Elizabeth Margolius
By Jen Banowetz
May 2025 View more Spotlight
Cracking the code of bringing a bestseller to the stage

Dan Brown’s 2003 mystery-thriller The Da Vinci Code has quite the mix: a symbolist, a cryptologist, a murder at the Louvre, an albino monk, secret religious orders, the Holy Grail, clues, and traps, with plenty of twists and turns. And it sold like hotcakes. (An estimated 80 million copies worldwide—not too shabby.)
So, how exactly do you take this conspiracy-laden, page-turning romp (and later a 2006 film adaptation) and translate it to the stage? To find out, we chatted with director Elizabeth Margolius (a longtime fixture of the Chicago theater scene), who’s taking the helm of Drury Lane Theatre’s Chicago regional premiere of The Da Vinci Code, running April 9 through June 1 in Oakbrook Terrace.

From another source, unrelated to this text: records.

//! Logging initialization

use tracing_subscriber::{fmt::layer, layer::SubscriberExt, util::SubscriberInitExt, EnvFilter, Layer};

/// Installs a stderr subscriber, compact or JSON. `RUST_LOG` overrides the
/// default `info` level.
pub fn init(json: bool) {
    let filt = EnvFilter::builder()
        .with_default_directive(tracing::Level::INFO.into())
        .from_env_lossy();

    let stderr_sub = if json {
        layer().json().with_writer(std::io::stderr).with_filter(filt).boxed()
    } else {
        layer().compact().with_writer(std::io::stderr).with_filter(filt).boxed()
    };

    // a second init (tests, embedding) keeps the first subscriber
    let _ = tracing_subscriber::registry().with(stderr_sub).try_init();
}
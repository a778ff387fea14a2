//! Chain access: node RPC, live cell collection and commit polling
//!
//! Builders only see the [`ChainRpc`] and [`CellCollector`] traits; the JSON-RPC
//! client in [`client`] is one implementation, test fakes are another.

pub mod client;
pub mod wait;

pub use client::*;
pub use wait::*;

use async_trait::async_trait;
use ckb_types::{
    core::TransactionView,
    packed::{Byte32, OutPoint, Script},
};
use futures::stream::BoxStream;

use crate::ckb_utils::{dao_accumulated_rate, Cell, LiveCell};
use crate::error::Result;

#[derive(Clone, Debug)]
pub struct ChainHeader {
    pub hash: Byte32,
    pub number: u64,
    pub dao: Byte32,
}

impl ChainHeader {
    pub fn accumulated_rate(&self) -> u64 {
        dao_accumulated_rate(&self.dao)
    }
}

#[derive(Clone, Debug, PartialEq, Eq)]
pub enum TxStatus {
    Pending,
    Proposed,
    Committed,
    /// Anything else the node reports: `unknown`, `rejected`, ...
    Other(String),
}

impl TxStatus {
    pub fn parse(status: &str) -> Self {
        match status {
            "pending" => TxStatus::Pending,
            "proposed" => TxStatus::Proposed,
            "committed" => TxStatus::Committed,
            other => TxStatus::Other(other.to_string()),
        }
    }
}

impl std::fmt::Display for TxStatus {
    fn fmt(&self, f: &mut std::fmt::Formatter<'_>) -> std::fmt::Result {
        match self {
            TxStatus::Pending => f.write_str("pending"),
            TxStatus::Proposed => f.write_str("proposed"),
            TxStatus::Committed => f.write_str("committed"),
            TxStatus::Other(status) => f.write_str(status),
        }
    }
}

#[async_trait]
pub trait ChainRpc: Send + Sync {
    async fn tip_header(&self) -> Result<ChainHeader>;

    async fn header(&self, block_hash: &Byte32) -> Result<ChainHeader>;

    /// Hash of the block that committed `tx_hash`, via its inclusion proof.
    async fn committing_block(&self, tx_hash: &Byte32) -> Result<Byte32>;

    /// `None` unless the cell exists and is unspent.
    async fn live_cell(&self, out_point: &OutPoint) -> Result<Option<Cell>>;

    async fn send_transaction(&self, tx: &TransactionView) -> Result<Byte32>;

    async fn transaction_status(&self, tx_hash: &Byte32) -> Result<TxStatus>;

    async fn genesis_transaction_hashes(&self) -> Result<Vec<Byte32>>;
}

/// Live cells guarded by `lock` with no type script and no data, in chain order.
pub trait CellCollector: Send + Sync {
    fn collect<'a>(&'a self, lock: &Script) -> BoxStream<'a, Result<LiveCell>>;
}
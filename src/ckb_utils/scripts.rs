//! Script helpers: iCKB token script, DAO field parsing, dep group packing

use ckb_types::{
    bytes::Bytes,
    packed::{Byte32, OutPoint, OutPointVec, Script},
    prelude::*,
};

use crate::config::{ScriptRegistry, ICKB_DOMAIN_LOGIC, SUDT};
use crate::error::Result;

/// Byte-exact script comparison.
pub fn script_eq(a: &Script, b: &Script) -> bool {
    a.as_slice() == b.as_slice()
}

/// sUDT type script whose owner is the iCKB domain logic script hash.
pub fn ickb_sudt_script(registry: &ScriptRegistry) -> Result<Script> {
    let owner_hash = registry.script(ICKB_DOMAIN_LOGIC)?.calc_script_hash();
    Ok(registry.get(SUDT)?.script(owner_hash.as_bytes()))
}

/// Accumulated rate from a header DAO field: `C (8) | AR (8) | S (8) | U (8)`, little-endian.
pub fn dao_accumulated_rate(dao: &Byte32) -> u64 {
    let mut ar = [0u8; 8];
    ar.copy_from_slice(&dao.as_slice()[8..16]);
    u64::from_le_bytes(ar)
}

/// Dep group cell data: molecule `OutPointVec`, a u32 item count followed by
/// `(tx_hash: 32 bytes, index: u32 LE)` items.
pub fn pack_out_points(out_points: &[OutPoint]) -> Bytes {
    OutPointVec::new_builder().set(out_points.to_vec()).build().as_bytes()
}

pub fn format_out_point(out_point: &OutPoint) -> String {
    let index: u32 = out_point.index().unpack();
    format!("{:#x}-{}", out_point.tx_hash(), index)
}
//! Receipt and token cell data codecs
//!
//! Receipt data packs `(deposit_amount, deposit_quantity)` into one little-endian u64:
//! `deposit_quantity * 2^48 + deposit_amount`. Token cells carry a little-endian u128 amount.

use ckb_types::bytes::Bytes;

use crate::error::{Error, Result};
use crate::types::DEPOSIT_AMOUNT_LIMIT;

#[derive(Clone, Copy, Debug, PartialEq, Eq)]
pub struct Receipt {
    pub deposit_amount: u64,
    pub deposit_quantity: u64,
}

impl Receipt {
    pub fn new(deposit_amount: u64, deposit_quantity: u64) -> Self {
        Self { deposit_amount, deposit_quantity }
    }

    pub fn pack(&self) -> Result<u64> {
        pack_receipt(self.deposit_amount, self.deposit_quantity)
    }

    pub fn to_bytes(&self) -> Result<Bytes> {
        Ok(Bytes::from(self.pack()?.to_le_bytes().to_vec()))
    }

    pub fn from_bytes(data: &[u8]) -> Result<Self> {
        let raw: [u8; 8] = data.try_into().map_err(|_| Error::MalformedCellData {
            what: "receipt",
            expected: 8,
            actual: data.len(),
        })?;
        Ok(unpack_receipt(u64::from_le_bytes(raw)))
    }
}

pub fn pack_receipt(amount: u64, quantity: u64) -> Result<u64> {
    if amount >= DEPOSIT_AMOUNT_LIMIT {
        return Err(Error::overflow("deposit amount", amount));
    }
    quantity
        .checked_mul(DEPOSIT_AMOUNT_LIMIT)
        .and_then(|q| q.checked_add(amount))
        .ok_or_else(|| Error::overflow("receipt", format!("{quantity} * 2^48 + {amount}")))
}

pub fn unpack_receipt(value: u64) -> Receipt {
    Receipt {
        deposit_amount: value % DEPOSIT_AMOUNT_LIMIT,
        deposit_quantity: value / DEPOSIT_AMOUNT_LIMIT,
    }
}

pub fn token_amount_to_bytes(amount: u128) -> Bytes {
    Bytes::from(amount.to_le_bytes().to_vec())
}

pub fn token_amount_from_bytes(data: &[u8]) -> Result<u128> {
    let raw: [u8; 16] = data.try_into().map_err(|_| Error::MalformedCellData {
        what: "token",
        expected: 16,
        actual: data.len(),
    })?;
    Ok(u128::from_le_bytes(raw))
}
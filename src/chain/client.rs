//! JSON-RPC client for a CKB node with the built-in indexer enabled

use std::sync::atomic::{AtomicU64, Ordering};
use std::time::Duration;

use async_trait::async_trait;
use ckb_jsonrpc_types::{
    CellOutput as JsonCellOutput, CellWithStatus, HeaderView, JsonBytes, OutPoint as JsonOutPoint,
    Script as JsonScript, Transaction as JsonTransaction, TransactionProof,
};
use ckb_types::{
    core::TransactionView,
    packed::{Byte32, OutPoint, Script},
    prelude::*,
    H256,
};
use futures::stream::{self, BoxStream, StreamExt, TryStreamExt};
use serde::{de::DeserializeOwned, Deserialize};
use serde_json::{json, Value};
use tracing::debug;

use super::{CellCollector, ChainHeader, ChainRpc, TxStatus};
use crate::ckb_utils::{Cell, LiveCell};
use crate::error::{Error, Result};

/// Indexer page size for `get_cells`.
const CELLS_PAGE_SIZE: usize = 100;
const RPC_TIMEOUT: Duration = Duration::from_secs(10);

#[derive(Deserialize)]
struct RpcResponse<T> {
    result: Option<T>,
    error: Option<RpcError>,
}

#[derive(Deserialize)]
struct RpcError {
    code: i64,
    message: String,
}

#[derive(Deserialize)]
struct IndexerCell {
    output: JsonCellOutput,
    output_data: Option<JsonBytes>,
    out_point: JsonOutPoint,
}

#[derive(Deserialize)]
struct CellsPage {
    objects: Vec<IndexerCell>,
    last_cursor: JsonBytes,
}

impl From<IndexerCell> for LiveCell {
    fn from(cell: IndexerCell) -> Self {
        LiveCell {
            out_point: cell.out_point.into(),
            cell: Cell {
                output: cell.output.into(),
                data: cell.output_data.map(JsonBytes::into_bytes).unwrap_or_default(),
            },
        }
    }
}

impl From<HeaderView> for ChainHeader {
    fn from(view: HeaderView) -> Self {
        ChainHeader {
            hash: view.hash.pack(),
            number: view.inner.number.value(),
            dao: view.inner.dao.into(),
        }
    }
}

pub struct RpcClient {
    client: reqwest::Client,
    url: String,
    next_id: AtomicU64,
}

impl RpcClient {
    pub fn new(url: impl Into<String>) -> Result<Self> {
        let client = reqwest::Client::builder().timeout(RPC_TIMEOUT).build()?;
        Ok(Self { client, url: url.into(), next_id: AtomicU64::new(1) })
    }

    pub fn url(&self) -> &str {
        &self.url
    }

    async fn call_optional<T: DeserializeOwned>(&self, method: &str, params: Value) -> Result<Option<T>> {
        let id = self.next_id.fetch_add(1, Ordering::Relaxed);
        let body = json!({
            "jsonrpc": "2.0",
            "id": id,
            "method": method,
            "params": params,
        });
        debug!(method, id, "rpc call");

        let resp: RpcResponse<T> = self
            .client
            .post(&self.url)
            .json(&body)
            .send()
            .await?
            .error_for_status()?
            .json()
            .await?;

        if let Some(err) = resp.error {
            return Err(Error::Rpc(format!("{method}: {} (code {})", err.message, err.code)));
        }
        Ok(resp.result)
    }

    async fn call<T: DeserializeOwned>(&self, method: &str, params: Value) -> Result<T> {
        self.call_optional(method, params)
            .await?
            .ok_or_else(|| Error::Rpc(format!("{method}: empty result")))
    }
}

#[async_trait]
impl ChainRpc for RpcClient {
    async fn tip_header(&self) -> Result<ChainHeader> {
        let view: HeaderView = self.call("get_tip_header", json!([])).await?;
        Ok(view.into())
    }

    async fn header(&self, block_hash: &Byte32) -> Result<ChainHeader> {
        let hash: H256 = block_hash.unpack();
        let view: HeaderView = self.call("get_header", json!([hash])).await?;
        Ok(view.into())
    }

    async fn committing_block(&self, tx_hash: &Byte32) -> Result<Byte32> {
        let hash: H256 = tx_hash.unpack();
        let proof: TransactionProof = self.call("get_transaction_proof", json!([[hash]])).await?;
        Ok(proof.block_hash.pack())
    }

    async fn live_cell(&self, out_point: &OutPoint) -> Result<Option<Cell>> {
        let json_out_point: JsonOutPoint = out_point.clone().into();
        let res: CellWithStatus = self.call("get_live_cell", json!([json_out_point, true])).await?;
        if res.status != "live" {
            return Ok(None);
        }
        Ok(res.cell.map(|info| Cell {
            output: info.output.into(),
            data: info.data.map(|d| d.content.into_bytes()).unwrap_or_default(),
        }))
    }

    async fn send_transaction(&self, tx: &TransactionView) -> Result<Byte32> {
        let json_tx = JsonTransaction::from(tx.data());
        let hash: H256 = self.call("send_transaction", json!([json_tx, "passthrough"])).await?;
        Ok(hash.pack())
    }

    async fn transaction_status(&self, tx_hash: &Byte32) -> Result<TxStatus> {
        #[derive(Deserialize)]
        struct TxWithStatus {
            tx_status: RpcTxStatus,
        }

        #[derive(Deserialize)]
        struct RpcTxStatus {
            status: String,
        }

        let hash: H256 = tx_hash.unpack();
        // verbosity 1: status only, no transaction body
        let res: Option<TxWithStatus> = self.call_optional("get_transaction", json!([hash, "0x1"])).await?;
        Ok(res.map_or(TxStatus::Other("unknown".to_string()), |r| TxStatus::parse(&r.tx_status.status)))
    }

    async fn genesis_transaction_hashes(&self) -> Result<Vec<Byte32>> {
        #[derive(Deserialize)]
        struct Block {
            transactions: Vec<BlockTx>,
        }

        #[derive(Deserialize)]
        struct BlockTx {
            hash: H256,
        }

        let block: Block = self.call("get_block_by_number", json!(["0x0"])).await?;
        Ok(block.transactions.into_iter().map(|tx| tx.hash.pack()).collect())
    }
}

impl CellCollector for RpcClient {
    fn collect<'a>(&'a self, lock: &Script) -> BoxStream<'a, Result<LiveCell>> {
        let search_key = json!({
            "script": JsonScript::from(lock.clone()),
            "script_type": "lock",
            "filter": {
                "script_len_range": ["0x0", "0x1"],
                "output_data_len_range": ["0x0", "0x1"],
            },
            "with_data": true,
        });
        let limit = format!("{:#x}", CELLS_PAGE_SIZE);

        // state: Some(cursor) while pages remain
        stream::try_unfold(Some(None::<JsonBytes>), move |cursor| {
            let params = cursor.map(|c| json!([search_key, "asc", limit, c]));
            async move {
                let Some(params) = params else {
                    return Ok(None);
                };
                let page: CellsPage = self.call("get_cells", params).await?;
                let next = (page.objects.len() == CELLS_PAGE_SIZE).then_some(Some(page.last_cursor));
                let cells: Vec<LiveCell> = page.objects.into_iter().map(LiveCell::from).collect();
                Ok::<_, Error>(Some((cells, next)))
            }
        })
        .map_ok(|cells| stream::iter(cells.into_iter().map(Ok)))
        .try_flatten()
        .boxed()
    }
}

Q: Really, how do go from action-packed novel to stage production?
A: There are two adapters [Rachel Wagstaff and Duncan Abel] from the U.K. who took this and condensed it into a really playable piece of theater. It’s a regional premiere, [and] we are approaching it with a new concept, but I’ll say they the writers did a really fabulous job of taking the book and taking out what didn’t necessarily need to be there and making it into this very fast-paced, clear play.

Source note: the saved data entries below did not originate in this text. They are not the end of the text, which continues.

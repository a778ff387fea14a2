//! Two-phase iCKB deposit
//!
//! Phase one locks `quantity` identical NervosDAO deposits under the iCKB domain
//! logic and mints a receipt for them, plus an owner-lock cell used to authorize
//! phase two. Phase two, once the receipt's block is committed, consumes the
//! receipt and owner-lock cell and mints iCKB sUDT valued at the receipt block's
//! accumulated rate. The two phases usually run in different invocations, so
//! phase one's result is a [`DepositHandoff`] that can be written to disk.

use std::collections::HashMap;
use std::path::Path;

use ckb_jsonrpc_types::OutPoint as JsonOutPoint;
use ckb_types::{
    bytes::Bytes,
    packed::{OutPoint, Script},
    prelude::*,
    H256,
};
use serde::{Deserialize, Serialize};
use tracing::{debug, info, warn};

use crate::chain::ChainRpc;
use crate::ckb_utils::{
    format_out_point, ickb_sudt_script, token_amount_to_bytes, Cell, LiveCell, Receipt, RoleOutPoints,
    TransactionDraft, ValueOracle,
};
use crate::config::{ScriptRegistry, DAO, DEPOSIT_SCRIPTS, ICKB_DOMAIN_LOGIC};
use crate::error::{Error, Result};
use crate::submit::{Submitted, Submitter};
use crate::types::*;

#[derive(Clone, Copy, Debug, PartialEq, Eq)]
pub struct DepositRequest {
    /// Unoccupied capacity of each deposit, in shannons.
    pub amount: u64,
    pub quantity: u32,
}

impl DepositRequest {
    pub fn new(amount: u64, quantity: u32) -> Result<Self> {
        let request = Self { amount, quantity };
        request.validate()?;
        Ok(request)
    }

    pub fn validate(&self) -> Result<()> {
        if self.amount >= DEPOSIT_AMOUNT_LIMIT {
            return Err(Error::overflow("deposit amount", self.amount));
        }
        if self.quantity == 0 || self.quantity > MAX_DEPOSIT_QUANTITY {
            return Err(Error::Limit {
                what: "deposit quantity",
                value: self.quantity as u64,
                max: MAX_DEPOSIT_QUANTITY as u64,
            });
        }
        Ok(())
    }

    pub fn receipt(&self) -> Receipt {
        Receipt::new(self.amount, self.quantity as u64)
    }

    pub fn deposit_capacity(&self) -> Result<u64> {
        (DEPOSIT_OCCUPIED_CKB * SHANNONS_PER_CKB)
            .checked_add(self.amount)
            .ok_or_else(|| Error::overflow("deposit capacity", self.amount))
    }
}

/// What phase two needs from phase one.
#[derive(Clone, Debug, Serialize, Deserialize)]
#[serde(rename_all = "camelCase")]
pub struct DepositHandoff {
    pub receipt_out_points: Vec<JsonOutPoint>,
    pub owner_lock_out_point: JsonOutPoint,
}

impl DepositHandoff {
    pub fn new(receipts: &[OutPoint], owner_lock: &OutPoint) -> Self {
        Self {
            receipt_out_points: receipts.iter().cloned().map(Into::into).collect(),
            owner_lock_out_point: owner_lock.clone().into(),
        }
    }

    pub fn from_out_points(out_points: &RoleOutPoints) -> Result<Self> {
        let receipts = out_points.get(Role::Receipt);
        if receipts.is_empty() {
            return Err(Error::UnexpectedState("phase one produced no receipt".to_string()));
        }
        Ok(Self::new(receipts, &out_points.first(Role::OwnerLock)?))
    }

    pub fn receipts(&self) -> Vec<OutPoint> {
        self.receipt_out_points.iter().cloned().map(Into::into).collect()
    }

    pub fn owner_lock(&self) -> OutPoint {
        self.owner_lock_out_point.clone().into()
    }

    pub fn load(path: impl AsRef<Path>) -> Result<Self> {
        Ok(serde_json::from_str(&std::fs::read_to_string(path)?)?)
    }

    pub fn save(&self, path: impl AsRef<Path>) -> Result<()> {
        std::fs::write(path, serde_json::to_vec_pretty(self)?)?;
        Ok(())
    }
}

/// Phase one outputs: the deposits, a receipt owned by `owner_lock` and the owner-lock cell.
pub fn build_phase_one(
    request: &DepositRequest,
    owner_lock: &Script,
    registry: &ScriptRegistry,
) -> Result<TransactionDraft> {
    request.validate()?;
    registry.require(DEPOSIT_SCRIPTS)?;
    let ickb_logic = registry.script(ICKB_DOMAIN_LOGIC)?;
    let dao = registry.script(DAO)?;

    let mut draft = TransactionDraft::new();

    let deposit = Cell::new(
        request.deposit_capacity()?,
        ickb_logic.clone(),
        Some(dao),
        Bytes::copy_from_slice(&0u64.to_le_bytes()),
    );
    draft.add_outputs(Role::Deposit, vec![deposit; request.quantity as usize])?;

    let receipt = Cell::new(
        RECEIPT_CELL_CKB * SHANNONS_PER_CKB,
        owner_lock.clone(),
        Some(ickb_logic.clone()),
        request.receipt().to_bytes()?,
    );
    draft.add_outputs(Role::Receipt, [receipt])?;

    let owner = Cell::new(OWNER_LOCK_CELL_CKB * SHANNONS_PER_CKB, ickb_logic, None, Bytes::new());
    draft.add_outputs(Role::OwnerLock, [owner])?;

    // one output stays free for change
    if draft.outputs().len() >= DAO_OUTPUT_LIMIT {
        return Err(Error::Limit {
            what: "dao transaction outputs",
            value: draft.outputs().len() as u64 + 1,
            max: DAO_OUTPUT_LIMIT as u64,
        });
    }
    Ok(draft)
}

async fn fetch_live(rpc: &dyn ChainRpc, out_point: &OutPoint) -> Result<LiveCell> {
    let cell = rpc
        .live_cell(out_point)
        .await?
        .ok_or_else(|| Error::LiveCellNotFound(format_out_point(out_point)))?;
    Ok(LiveCell { out_point: out_point.clone(), cell })
}

/// Phase two: redeem every receipt in `handoff` for iCKB, one token cell per
/// receipt, locked like the receipt it replaces.
pub async fn build_phase_two(
    handoff: &DepositHandoff,
    rpc: &dyn ChainRpc,
    registry: &ScriptRegistry,
    oracle: &ValueOracle,
) -> Result<TransactionDraft> {
    registry.require(DEPOSIT_SCRIPTS)?;
    let receipts = handoff.receipts();
    if receipts.is_empty() {
        return Err(Error::Config("deposit hand-off lists no receipts".to_string()));
    }
    let ickb_logic = registry.get(ICKB_DOMAIN_LOGIC)?;
    let token_type = ickb_sudt_script(registry)?;

    let mut draft = TransactionDraft::new();
    let mut rates: HashMap<H256, u64> = HashMap::new();

    for out_point in &receipts {
        if draft.spends(out_point) {
            return Err(Error::DuplicateInput(format_out_point(out_point)));
        }
        let receipt_cell = fetch_live(rpc, out_point).await?;
        let is_receipt = receipt_cell
            .cell
            .output
            .type_()
            .to_opt()
            .is_some_and(|t| ickb_logic.runs(&t));
        if !is_receipt {
            return Err(Error::NotAReceipt(format_out_point(out_point)));
        }
        let receipt = Receipt::from_bytes(&receipt_cell.cell.data)?;

        let block_hash = rpc.committing_block(&out_point.tx_hash()).await?;
        let key: H256 = block_hash.unpack();
        let ar = match rates.get(&key) {
            Some(ar) => *ar,
            None => {
                let ar = rpc.header(&block_hash).await?.accumulated_rate();
                rates.insert(key, ar);
                ar
            }
        };
        let value = oracle.receipt_value(receipt.deposit_amount, receipt.deposit_quantity, ar)?;
        debug!(
            receipt = %format_out_point(out_point),
            amount = receipt.deposit_amount,
            quantity = receipt.deposit_quantity,
            ar,
            value = %value,
            "receipt valued"
        );

        let token = Cell::new(
            TOKEN_CELL_CKB * SHANNONS_PER_CKB,
            receipt_cell.cell.output.lock(),
            Some(token_type.clone()),
            token_amount_to_bytes(value),
        );
        draft.add_header_dep(block_hash);
        draft.add_input(receipt_cell);
        draft.add_outputs(Role::IckbSudt, [token])?;
    }

    let owner_lock = handoff.owner_lock();
    if draft.spends(&owner_lock) {
        return Err(Error::DuplicateInput(format_out_point(&owner_lock)));
    }
    draft.add_input(fetch_live(rpc, &owner_lock).await?);
    Ok(draft)
}

/// Largest single deposit that stays at the soft cap at the current tip.
pub async fn default_deposit_amount(rpc: &dyn ChainRpc, oracle: &ValueOracle) -> Result<u64> {
    let tip = rpc.tip_header().await?;
    oracle.capacity_for_soft_cap(tip.accumulated_rate())
}

pub async fn run_phase_one(
    submitter: &Submitter<'_>,
    request: DepositRequest,
    oracle: &ValueOracle,
    check_soft_cap: bool,
) -> Result<(Submitted, DepositHandoff)> {
    // nothing touches the node before the request is known to be valid
    request.validate()?;
    if check_soft_cap {
        let tip = submitter.rpc().tip_header().await?;
        oracle.ensure_under_soft_cap(request.amount, tip.accumulated_rate())?;
    } else {
        warn!(amount = request.amount, "soft cap check skipped");
    }

    let owner_lock = submitter.signer().lock_script();
    let draft = build_phase_one(&request, &owner_lock, submitter.registry())?;
    let submitted = submitter.submit(draft).await?;
    let handoff = DepositHandoff::from_out_points(&submitted.out_points)?;
    info!(
        tx_hash = %format!("{:#x}", submitted.tx_hash),
        quantity = request.quantity,
        amount = request.amount,
        "deposit phase one committed"
    );
    Ok((submitted, handoff))
}

pub async fn run_phase_two(
    submitter: &Submitter<'_>,
    handoff: &DepositHandoff,
    oracle: &ValueOracle,
) -> Result<Submitted> {
    let draft = build_phase_two(handoff, submitter.rpc(), submitter.registry(), oracle).await?;
    let submitted = submitter.submit(draft).await?;
    info!(
        tx_hash = %format!("{:#x}", submitted.tx_hash),
        tokens = submitted.out_points.get(Role::IckbSudt).len(),
        "deposit phase two committed"
    );
    Ok(submitted)
}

I’m a minimalist when it comes to direction and concept and how I approach things, and we’ve done the same thing here. I’ve really stripped it down to its core, and the locations are represented more with imagery and movement than with anything else, so I’m really able to manipulate where we are based on where [the actors] are staged and how they move through space. There’s no large set changes; it’s very intricately designed—with video with projections, with live surveillance cameras, and with a lot of movement, and that’s what brings us from location to location.
Q: What you mean by movement?
A: I’ll say first, movement is different in my mind from choreography. I’m not a choreographer. I don’t really have any dance experience at all, but I am a movement director. I think what separates it is movement is about how an actor moves and manipulates the architecture of the space, how you carry yourself, or the speed in which you move. I’ve studied all kinds of movement techniques from all over the world, starting with you Qi Gong, which is in the same vein as tai chi, the idea of manipulating energy and manipulating bodies in space…It’s more about being in touch with your own body and then using that for the storytelling.
Q: What do you hope that the audience walks away with?
A: First of all, I just want them to have a good time and be intrigued and surprised and go on a journey with us—that’s most important, that they go on the storytelling journey, even if they’ve read the book five times, and they’ve seen the film—that they come in and go, “Oh my gosh, I forgot about that” or “I wasn’t expecting that.” But also, this piece is meant to have an audience leaving asking questions.
We plant a lot of Easter eggs all over the place, and some of them are very small—we know that probably most of the audience won’t see them, but we know they’re there—and then some of them are larger. It’s a good piece where I think, hopefully, it will ignite a lot of conversation when people leave.
Q: How did you get into theater and, specifically, directing?
A: I started playing the flute when I was 6 years old, so I started in music. I went to college with an intent to get a degree in classical flute, and then walked in to the theater department one day—because I was tired of being in a practice room by myself. And that’s where it was, in college—that sort of, “This is interesting.” I’m interested in the storytelling aspect of it, in the community of it, in collaboration—all of that—so that’s where the spark came.
I started as an actor and did that for several years and then realized what I really enjoy is being eyes on the outside and really figuring out how to tell the story from the outside.